Record set:
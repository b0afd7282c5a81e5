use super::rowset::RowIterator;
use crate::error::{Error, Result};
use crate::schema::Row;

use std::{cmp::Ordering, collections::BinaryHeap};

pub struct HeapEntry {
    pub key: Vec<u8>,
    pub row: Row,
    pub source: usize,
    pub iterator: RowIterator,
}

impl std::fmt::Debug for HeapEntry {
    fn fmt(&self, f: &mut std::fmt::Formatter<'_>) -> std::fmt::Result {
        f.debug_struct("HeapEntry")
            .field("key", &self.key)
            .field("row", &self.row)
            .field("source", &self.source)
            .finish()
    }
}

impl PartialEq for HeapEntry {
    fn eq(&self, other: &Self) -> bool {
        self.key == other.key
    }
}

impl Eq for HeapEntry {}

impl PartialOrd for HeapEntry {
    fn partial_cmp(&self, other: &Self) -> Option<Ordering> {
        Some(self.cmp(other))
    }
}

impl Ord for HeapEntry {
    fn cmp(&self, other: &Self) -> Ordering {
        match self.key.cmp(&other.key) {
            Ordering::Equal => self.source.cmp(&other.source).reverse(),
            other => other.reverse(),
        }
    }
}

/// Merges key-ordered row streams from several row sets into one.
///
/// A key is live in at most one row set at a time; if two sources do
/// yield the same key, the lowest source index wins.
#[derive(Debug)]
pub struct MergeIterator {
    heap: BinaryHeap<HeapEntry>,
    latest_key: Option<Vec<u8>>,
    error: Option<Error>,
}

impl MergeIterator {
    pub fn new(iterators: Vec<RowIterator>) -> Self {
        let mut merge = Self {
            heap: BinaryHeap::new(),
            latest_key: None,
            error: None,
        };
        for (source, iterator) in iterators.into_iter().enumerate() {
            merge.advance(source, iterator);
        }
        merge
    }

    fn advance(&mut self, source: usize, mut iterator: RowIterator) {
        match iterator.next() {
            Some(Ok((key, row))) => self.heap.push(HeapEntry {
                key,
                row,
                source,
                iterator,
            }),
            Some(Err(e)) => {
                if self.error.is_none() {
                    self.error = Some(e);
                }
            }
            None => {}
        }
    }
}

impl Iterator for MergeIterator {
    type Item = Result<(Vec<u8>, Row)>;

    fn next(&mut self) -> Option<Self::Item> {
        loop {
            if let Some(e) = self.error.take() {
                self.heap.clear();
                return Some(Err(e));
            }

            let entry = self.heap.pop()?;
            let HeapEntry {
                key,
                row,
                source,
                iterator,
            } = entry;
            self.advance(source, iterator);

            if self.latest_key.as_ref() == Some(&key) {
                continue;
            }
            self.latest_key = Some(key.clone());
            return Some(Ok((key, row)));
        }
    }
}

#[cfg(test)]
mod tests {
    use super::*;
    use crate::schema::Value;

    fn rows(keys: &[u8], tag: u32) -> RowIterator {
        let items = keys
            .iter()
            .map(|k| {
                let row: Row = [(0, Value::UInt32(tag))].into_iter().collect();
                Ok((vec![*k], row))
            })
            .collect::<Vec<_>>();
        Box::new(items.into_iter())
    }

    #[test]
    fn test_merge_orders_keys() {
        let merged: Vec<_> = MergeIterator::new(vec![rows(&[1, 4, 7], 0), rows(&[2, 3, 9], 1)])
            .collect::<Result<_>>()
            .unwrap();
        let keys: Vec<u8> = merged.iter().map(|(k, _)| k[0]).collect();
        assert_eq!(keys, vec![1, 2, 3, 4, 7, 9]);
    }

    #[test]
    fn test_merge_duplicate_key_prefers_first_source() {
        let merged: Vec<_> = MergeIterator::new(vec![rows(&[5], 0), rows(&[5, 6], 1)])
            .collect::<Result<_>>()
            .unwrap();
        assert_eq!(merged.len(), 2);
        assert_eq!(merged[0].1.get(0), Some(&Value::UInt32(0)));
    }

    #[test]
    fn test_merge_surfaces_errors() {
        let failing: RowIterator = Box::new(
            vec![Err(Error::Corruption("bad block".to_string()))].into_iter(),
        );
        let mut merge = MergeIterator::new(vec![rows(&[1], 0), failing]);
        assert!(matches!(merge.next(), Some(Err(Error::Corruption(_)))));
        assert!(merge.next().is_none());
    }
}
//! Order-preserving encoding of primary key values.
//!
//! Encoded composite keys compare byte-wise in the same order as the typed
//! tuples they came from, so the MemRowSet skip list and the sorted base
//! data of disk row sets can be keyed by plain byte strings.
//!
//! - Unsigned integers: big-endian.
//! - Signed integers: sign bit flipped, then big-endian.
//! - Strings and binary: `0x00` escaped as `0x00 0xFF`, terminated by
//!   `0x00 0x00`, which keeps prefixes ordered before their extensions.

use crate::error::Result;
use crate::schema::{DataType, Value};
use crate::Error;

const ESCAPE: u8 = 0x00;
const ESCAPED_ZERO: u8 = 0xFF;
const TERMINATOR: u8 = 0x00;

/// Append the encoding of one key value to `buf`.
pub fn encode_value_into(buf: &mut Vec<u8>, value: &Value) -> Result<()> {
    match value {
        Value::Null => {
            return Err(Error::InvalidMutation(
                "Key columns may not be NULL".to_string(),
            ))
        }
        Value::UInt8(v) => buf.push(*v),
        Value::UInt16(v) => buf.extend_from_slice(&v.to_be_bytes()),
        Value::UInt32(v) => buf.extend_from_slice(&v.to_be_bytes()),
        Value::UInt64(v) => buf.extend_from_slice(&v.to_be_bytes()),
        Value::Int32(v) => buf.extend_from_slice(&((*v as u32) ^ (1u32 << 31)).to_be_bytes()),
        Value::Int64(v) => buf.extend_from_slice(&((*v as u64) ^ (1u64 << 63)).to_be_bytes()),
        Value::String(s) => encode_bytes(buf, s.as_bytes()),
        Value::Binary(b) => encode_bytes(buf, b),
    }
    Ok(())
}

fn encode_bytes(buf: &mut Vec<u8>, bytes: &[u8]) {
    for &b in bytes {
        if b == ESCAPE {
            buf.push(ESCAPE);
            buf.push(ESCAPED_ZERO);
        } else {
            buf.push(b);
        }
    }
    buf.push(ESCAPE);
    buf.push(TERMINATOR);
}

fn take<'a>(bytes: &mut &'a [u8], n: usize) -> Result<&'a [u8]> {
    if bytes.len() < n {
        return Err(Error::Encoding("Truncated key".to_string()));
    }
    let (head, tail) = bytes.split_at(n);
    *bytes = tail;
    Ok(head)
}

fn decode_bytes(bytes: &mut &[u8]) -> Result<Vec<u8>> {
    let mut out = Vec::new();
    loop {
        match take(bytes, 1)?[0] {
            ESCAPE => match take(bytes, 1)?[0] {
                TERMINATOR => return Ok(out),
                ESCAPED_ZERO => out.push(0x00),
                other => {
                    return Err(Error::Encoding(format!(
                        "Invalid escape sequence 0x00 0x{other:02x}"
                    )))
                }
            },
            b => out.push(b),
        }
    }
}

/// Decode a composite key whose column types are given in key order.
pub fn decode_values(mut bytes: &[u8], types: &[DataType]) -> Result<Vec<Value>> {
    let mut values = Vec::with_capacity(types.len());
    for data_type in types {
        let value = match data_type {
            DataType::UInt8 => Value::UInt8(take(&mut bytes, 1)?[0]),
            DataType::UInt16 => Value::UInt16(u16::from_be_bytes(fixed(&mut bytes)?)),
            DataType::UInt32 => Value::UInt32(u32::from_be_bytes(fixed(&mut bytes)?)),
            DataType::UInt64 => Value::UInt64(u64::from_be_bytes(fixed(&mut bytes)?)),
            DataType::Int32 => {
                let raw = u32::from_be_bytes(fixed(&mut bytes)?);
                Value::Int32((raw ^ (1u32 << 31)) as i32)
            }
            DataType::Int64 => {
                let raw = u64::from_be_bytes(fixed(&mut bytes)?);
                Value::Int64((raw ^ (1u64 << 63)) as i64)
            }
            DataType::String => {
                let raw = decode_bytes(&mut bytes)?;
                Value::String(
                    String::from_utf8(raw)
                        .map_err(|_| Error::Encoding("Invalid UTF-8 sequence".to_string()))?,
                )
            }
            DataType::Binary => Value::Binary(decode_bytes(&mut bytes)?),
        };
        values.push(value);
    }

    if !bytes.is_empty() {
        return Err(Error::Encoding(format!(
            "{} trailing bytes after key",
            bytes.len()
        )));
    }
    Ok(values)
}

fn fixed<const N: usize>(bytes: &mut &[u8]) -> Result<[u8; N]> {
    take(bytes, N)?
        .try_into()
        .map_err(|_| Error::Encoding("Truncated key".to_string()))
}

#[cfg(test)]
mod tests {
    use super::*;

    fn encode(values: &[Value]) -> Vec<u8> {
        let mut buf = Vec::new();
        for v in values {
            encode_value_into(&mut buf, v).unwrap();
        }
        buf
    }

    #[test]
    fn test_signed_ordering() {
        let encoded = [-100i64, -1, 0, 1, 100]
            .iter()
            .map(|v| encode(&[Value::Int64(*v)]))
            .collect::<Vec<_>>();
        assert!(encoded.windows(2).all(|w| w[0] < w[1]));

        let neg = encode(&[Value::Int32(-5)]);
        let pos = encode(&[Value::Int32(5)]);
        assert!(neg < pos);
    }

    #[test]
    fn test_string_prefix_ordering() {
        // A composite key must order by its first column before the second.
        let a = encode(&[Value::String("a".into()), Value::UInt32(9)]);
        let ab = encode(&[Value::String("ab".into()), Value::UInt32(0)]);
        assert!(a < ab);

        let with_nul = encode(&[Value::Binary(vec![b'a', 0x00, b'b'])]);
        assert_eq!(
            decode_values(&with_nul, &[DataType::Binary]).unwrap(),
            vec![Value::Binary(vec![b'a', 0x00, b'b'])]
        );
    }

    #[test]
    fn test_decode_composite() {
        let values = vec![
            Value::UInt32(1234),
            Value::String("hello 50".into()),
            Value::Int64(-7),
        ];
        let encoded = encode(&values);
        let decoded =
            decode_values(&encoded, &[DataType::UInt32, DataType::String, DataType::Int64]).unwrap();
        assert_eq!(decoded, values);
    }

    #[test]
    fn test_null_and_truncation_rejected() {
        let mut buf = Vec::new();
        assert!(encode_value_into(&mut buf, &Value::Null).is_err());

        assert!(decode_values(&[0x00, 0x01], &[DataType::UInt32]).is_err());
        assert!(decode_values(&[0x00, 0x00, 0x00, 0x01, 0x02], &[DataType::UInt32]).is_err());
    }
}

Work request:
Wherever the string "TERMINATOR" appears in a line of the records, copy that line.

Answer to this task:
const TERMINATOR: u8 = 0x00;
    buf.push(TERMINATOR);
                TERMINATOR => return Ok(out),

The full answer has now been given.